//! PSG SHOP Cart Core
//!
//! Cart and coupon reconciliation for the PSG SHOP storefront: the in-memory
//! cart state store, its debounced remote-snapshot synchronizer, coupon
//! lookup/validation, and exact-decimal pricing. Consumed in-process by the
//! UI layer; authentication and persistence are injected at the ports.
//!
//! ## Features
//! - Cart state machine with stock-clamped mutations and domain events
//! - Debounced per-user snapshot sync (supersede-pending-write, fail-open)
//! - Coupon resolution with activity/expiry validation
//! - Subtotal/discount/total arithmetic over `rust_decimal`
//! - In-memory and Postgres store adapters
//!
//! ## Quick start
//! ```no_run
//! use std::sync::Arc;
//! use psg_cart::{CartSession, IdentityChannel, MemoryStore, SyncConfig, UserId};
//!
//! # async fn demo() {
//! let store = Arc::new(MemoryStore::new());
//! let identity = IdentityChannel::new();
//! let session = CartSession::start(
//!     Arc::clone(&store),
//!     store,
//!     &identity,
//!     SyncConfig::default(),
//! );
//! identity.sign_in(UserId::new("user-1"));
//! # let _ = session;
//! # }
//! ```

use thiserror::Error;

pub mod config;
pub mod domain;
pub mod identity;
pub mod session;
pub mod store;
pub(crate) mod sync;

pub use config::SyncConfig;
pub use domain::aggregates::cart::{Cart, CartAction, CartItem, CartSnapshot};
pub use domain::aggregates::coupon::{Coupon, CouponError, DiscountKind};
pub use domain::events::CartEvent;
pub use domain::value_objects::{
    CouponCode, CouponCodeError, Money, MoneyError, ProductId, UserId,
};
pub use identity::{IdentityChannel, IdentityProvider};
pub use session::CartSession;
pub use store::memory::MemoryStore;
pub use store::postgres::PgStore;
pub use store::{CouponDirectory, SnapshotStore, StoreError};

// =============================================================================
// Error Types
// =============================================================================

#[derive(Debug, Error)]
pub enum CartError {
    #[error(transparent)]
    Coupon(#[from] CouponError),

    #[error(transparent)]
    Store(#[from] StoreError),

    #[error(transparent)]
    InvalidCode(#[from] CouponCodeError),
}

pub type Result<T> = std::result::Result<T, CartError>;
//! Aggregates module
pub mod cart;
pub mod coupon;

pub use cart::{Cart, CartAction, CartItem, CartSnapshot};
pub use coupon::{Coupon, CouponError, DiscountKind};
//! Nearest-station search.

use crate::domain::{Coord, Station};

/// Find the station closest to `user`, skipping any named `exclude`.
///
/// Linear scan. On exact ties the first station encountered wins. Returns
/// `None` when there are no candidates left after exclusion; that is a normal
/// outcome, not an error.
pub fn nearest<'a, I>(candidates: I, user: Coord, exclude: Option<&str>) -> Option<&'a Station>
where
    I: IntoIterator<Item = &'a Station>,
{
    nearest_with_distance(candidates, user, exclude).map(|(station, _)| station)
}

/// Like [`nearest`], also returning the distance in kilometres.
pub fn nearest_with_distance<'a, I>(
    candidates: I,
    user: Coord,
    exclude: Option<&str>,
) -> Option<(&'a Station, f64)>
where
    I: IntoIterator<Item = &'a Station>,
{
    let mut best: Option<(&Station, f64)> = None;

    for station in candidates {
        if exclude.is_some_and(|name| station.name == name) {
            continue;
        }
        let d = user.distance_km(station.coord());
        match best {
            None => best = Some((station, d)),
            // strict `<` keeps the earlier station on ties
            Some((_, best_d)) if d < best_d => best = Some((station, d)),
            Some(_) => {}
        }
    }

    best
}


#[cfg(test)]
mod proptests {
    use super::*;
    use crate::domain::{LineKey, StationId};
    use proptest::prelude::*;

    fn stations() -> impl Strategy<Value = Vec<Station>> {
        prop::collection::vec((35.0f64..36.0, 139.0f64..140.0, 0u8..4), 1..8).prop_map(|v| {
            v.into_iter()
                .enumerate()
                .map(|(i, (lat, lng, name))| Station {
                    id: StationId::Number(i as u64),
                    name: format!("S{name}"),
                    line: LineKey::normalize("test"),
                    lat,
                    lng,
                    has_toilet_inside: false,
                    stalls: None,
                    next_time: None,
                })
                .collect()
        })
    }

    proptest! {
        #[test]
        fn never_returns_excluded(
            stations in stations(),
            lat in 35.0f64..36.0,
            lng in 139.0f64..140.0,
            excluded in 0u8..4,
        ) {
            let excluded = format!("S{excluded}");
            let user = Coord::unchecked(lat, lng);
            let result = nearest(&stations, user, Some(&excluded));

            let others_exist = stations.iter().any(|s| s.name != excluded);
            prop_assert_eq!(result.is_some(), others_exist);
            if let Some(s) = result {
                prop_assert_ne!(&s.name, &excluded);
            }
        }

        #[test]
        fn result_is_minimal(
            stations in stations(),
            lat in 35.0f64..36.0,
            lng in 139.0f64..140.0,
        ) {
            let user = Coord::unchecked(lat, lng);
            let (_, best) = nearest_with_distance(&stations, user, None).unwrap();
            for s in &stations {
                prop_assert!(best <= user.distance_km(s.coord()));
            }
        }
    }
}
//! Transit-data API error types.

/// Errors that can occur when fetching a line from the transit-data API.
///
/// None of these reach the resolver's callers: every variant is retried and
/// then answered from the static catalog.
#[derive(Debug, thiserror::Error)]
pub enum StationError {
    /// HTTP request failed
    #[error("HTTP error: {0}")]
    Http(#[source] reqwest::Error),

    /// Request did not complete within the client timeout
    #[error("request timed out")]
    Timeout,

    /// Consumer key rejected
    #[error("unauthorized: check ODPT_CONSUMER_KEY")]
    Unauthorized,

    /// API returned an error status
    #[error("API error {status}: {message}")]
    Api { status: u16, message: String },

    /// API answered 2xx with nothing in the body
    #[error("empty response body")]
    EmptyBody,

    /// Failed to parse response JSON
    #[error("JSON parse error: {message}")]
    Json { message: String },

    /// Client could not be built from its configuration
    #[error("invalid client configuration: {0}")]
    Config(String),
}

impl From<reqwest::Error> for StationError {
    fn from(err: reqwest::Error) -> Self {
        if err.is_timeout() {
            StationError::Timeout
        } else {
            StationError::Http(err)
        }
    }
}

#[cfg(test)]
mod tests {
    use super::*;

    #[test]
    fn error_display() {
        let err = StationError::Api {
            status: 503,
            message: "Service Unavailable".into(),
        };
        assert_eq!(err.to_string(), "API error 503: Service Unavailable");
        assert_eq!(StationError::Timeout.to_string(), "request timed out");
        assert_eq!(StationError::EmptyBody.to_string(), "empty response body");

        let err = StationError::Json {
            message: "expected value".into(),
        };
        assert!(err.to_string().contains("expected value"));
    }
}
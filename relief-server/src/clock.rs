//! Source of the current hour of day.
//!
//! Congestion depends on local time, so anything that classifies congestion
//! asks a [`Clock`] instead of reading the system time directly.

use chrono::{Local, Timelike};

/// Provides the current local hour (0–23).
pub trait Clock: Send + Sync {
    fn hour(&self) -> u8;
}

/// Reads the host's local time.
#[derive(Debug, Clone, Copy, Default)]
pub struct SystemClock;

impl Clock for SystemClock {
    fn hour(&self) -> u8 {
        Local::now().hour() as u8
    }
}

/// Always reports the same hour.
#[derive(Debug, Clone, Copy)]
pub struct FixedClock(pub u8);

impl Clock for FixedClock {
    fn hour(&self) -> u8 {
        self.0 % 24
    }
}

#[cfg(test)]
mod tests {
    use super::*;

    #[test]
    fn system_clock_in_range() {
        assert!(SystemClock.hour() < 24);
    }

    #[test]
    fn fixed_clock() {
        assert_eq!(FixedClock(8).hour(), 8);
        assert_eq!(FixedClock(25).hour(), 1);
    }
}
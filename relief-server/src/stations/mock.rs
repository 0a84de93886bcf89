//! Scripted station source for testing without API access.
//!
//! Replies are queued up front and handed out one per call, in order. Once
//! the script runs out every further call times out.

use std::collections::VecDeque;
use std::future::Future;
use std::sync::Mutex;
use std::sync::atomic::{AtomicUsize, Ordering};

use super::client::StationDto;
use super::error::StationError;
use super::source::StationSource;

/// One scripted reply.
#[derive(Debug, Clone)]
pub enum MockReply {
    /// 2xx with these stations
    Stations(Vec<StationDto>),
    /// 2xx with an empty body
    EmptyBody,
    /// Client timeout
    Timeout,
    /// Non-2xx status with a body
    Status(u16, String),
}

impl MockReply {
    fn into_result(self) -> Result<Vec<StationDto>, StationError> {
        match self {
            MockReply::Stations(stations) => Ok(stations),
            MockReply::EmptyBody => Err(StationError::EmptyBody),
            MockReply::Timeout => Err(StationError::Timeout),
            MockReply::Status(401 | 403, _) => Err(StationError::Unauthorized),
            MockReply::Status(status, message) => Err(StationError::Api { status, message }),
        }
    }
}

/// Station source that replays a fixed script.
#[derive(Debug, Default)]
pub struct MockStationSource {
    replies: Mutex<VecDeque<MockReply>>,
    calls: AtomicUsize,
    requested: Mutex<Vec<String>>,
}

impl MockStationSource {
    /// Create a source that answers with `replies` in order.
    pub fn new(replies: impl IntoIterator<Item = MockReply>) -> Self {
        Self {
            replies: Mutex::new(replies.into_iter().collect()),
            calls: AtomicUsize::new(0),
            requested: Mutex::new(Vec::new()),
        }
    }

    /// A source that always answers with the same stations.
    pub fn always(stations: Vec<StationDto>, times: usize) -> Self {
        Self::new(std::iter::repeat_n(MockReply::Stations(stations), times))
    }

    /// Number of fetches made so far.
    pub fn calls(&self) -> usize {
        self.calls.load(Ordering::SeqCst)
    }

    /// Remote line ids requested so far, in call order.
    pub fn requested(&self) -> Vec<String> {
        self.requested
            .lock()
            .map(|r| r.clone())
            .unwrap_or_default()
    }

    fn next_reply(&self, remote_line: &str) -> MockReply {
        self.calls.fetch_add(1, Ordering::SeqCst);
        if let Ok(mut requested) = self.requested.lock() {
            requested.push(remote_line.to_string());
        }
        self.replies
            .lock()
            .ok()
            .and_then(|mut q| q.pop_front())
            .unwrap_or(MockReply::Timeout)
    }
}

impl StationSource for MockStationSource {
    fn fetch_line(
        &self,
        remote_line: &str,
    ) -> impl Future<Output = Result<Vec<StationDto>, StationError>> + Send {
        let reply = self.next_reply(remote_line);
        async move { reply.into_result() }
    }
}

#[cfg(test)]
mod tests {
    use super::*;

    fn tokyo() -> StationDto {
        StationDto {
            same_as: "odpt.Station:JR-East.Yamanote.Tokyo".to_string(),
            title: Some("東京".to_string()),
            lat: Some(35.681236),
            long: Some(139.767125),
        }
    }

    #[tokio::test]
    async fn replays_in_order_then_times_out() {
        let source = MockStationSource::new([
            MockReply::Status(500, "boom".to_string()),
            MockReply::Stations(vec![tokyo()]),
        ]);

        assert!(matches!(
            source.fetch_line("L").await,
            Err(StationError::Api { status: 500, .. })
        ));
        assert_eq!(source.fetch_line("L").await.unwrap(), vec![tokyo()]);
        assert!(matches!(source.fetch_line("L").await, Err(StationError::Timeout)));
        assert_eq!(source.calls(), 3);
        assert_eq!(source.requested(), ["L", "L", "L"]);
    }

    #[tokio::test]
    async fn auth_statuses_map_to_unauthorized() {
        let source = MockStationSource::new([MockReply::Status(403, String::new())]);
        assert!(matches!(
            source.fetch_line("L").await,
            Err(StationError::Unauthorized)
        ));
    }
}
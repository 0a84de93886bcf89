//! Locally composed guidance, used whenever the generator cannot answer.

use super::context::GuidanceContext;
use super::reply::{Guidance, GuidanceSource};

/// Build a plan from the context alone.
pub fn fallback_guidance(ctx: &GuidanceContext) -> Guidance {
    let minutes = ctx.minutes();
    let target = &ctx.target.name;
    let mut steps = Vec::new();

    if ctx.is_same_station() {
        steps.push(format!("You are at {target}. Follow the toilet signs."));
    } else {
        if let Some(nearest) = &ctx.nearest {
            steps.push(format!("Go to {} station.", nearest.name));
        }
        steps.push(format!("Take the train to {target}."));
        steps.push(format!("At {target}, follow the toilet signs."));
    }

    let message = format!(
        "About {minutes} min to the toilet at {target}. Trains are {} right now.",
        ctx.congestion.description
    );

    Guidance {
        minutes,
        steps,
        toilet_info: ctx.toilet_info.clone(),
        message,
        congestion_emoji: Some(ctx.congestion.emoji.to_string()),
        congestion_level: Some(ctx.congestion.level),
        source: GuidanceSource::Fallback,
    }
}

※ ※ ※

→ **The task**
Could you report how many lines of the listing contain the word "SeqCst"? Only the number is needed.

→ **Task solution**
2